### What is required
Your task is to reproduce exactly the lines that run from the beginning of the data through the line where "use serde_json::json;" appears.

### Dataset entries
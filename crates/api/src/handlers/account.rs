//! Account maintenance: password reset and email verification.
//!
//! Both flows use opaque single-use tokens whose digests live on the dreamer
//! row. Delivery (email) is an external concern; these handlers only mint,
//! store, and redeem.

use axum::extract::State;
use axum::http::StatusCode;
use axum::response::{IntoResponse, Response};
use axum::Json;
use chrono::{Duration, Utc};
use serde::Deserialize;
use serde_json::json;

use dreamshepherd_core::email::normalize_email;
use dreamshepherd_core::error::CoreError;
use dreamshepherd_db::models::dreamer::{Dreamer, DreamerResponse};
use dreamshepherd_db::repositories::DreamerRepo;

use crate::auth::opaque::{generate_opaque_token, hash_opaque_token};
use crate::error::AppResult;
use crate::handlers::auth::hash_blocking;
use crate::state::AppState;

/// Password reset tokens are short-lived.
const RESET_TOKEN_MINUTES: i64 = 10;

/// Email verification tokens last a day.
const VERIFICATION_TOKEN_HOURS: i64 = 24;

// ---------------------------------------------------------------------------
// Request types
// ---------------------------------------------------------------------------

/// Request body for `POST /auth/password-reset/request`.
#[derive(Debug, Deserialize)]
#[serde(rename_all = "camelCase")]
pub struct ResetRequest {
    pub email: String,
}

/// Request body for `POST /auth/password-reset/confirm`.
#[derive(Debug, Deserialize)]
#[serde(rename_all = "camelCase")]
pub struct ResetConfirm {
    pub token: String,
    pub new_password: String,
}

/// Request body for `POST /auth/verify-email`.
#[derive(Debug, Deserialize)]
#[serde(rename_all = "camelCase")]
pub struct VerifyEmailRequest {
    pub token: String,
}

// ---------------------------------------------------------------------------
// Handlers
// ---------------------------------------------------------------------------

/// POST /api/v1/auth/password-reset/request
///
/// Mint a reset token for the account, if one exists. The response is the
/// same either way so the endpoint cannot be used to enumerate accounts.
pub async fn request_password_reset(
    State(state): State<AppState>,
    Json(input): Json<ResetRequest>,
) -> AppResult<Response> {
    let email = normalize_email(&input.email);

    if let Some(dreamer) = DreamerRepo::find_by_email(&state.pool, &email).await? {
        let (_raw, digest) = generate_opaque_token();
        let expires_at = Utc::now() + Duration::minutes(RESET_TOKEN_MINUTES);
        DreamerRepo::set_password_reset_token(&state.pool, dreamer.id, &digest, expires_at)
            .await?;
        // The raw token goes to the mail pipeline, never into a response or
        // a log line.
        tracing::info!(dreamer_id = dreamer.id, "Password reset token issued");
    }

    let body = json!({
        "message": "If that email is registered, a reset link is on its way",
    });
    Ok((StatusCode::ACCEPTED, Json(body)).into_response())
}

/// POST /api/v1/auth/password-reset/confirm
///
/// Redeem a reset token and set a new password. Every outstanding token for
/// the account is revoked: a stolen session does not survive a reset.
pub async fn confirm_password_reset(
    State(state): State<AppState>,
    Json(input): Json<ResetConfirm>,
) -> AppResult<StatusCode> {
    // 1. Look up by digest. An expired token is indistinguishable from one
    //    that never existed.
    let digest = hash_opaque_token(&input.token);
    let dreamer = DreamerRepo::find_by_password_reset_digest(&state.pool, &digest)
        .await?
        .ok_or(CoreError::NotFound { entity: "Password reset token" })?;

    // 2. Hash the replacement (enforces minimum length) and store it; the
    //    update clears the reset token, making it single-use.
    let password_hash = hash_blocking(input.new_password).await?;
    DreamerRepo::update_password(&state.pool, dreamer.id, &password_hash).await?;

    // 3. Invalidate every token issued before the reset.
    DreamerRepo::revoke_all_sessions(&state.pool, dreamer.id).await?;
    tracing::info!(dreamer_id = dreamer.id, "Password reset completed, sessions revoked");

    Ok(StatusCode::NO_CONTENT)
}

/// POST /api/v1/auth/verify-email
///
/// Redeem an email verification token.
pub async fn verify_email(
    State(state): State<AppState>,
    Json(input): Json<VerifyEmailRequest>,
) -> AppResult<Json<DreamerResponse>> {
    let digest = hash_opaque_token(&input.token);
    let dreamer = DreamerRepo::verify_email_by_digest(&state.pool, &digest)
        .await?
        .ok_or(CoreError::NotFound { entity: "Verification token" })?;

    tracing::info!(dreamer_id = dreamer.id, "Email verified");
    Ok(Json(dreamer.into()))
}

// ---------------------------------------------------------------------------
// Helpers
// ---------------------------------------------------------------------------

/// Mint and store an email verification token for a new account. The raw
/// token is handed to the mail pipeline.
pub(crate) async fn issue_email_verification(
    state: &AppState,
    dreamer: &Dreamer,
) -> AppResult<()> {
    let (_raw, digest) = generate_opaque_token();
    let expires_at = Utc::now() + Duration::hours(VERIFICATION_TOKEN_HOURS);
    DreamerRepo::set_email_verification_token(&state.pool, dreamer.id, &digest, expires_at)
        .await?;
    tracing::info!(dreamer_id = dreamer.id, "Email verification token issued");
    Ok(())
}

### Expected answer
filename crates/api/src/handlers/account.rs
//! Account maintenance: password reset and email verification.
//!
//! Both flows use opaque single-use tokens whose digests live on the dreamer
//! row. Delivery (email) is an external concern; these handlers only mint,
//! store, and redeem.

use axum::extract::State;
use axum::http::StatusCode;
use axum::response::{IntoResponse, Response};
use axum::Json;
use chrono::{Duration, Utc};
use serde::Deserialize;
use serde_json::json;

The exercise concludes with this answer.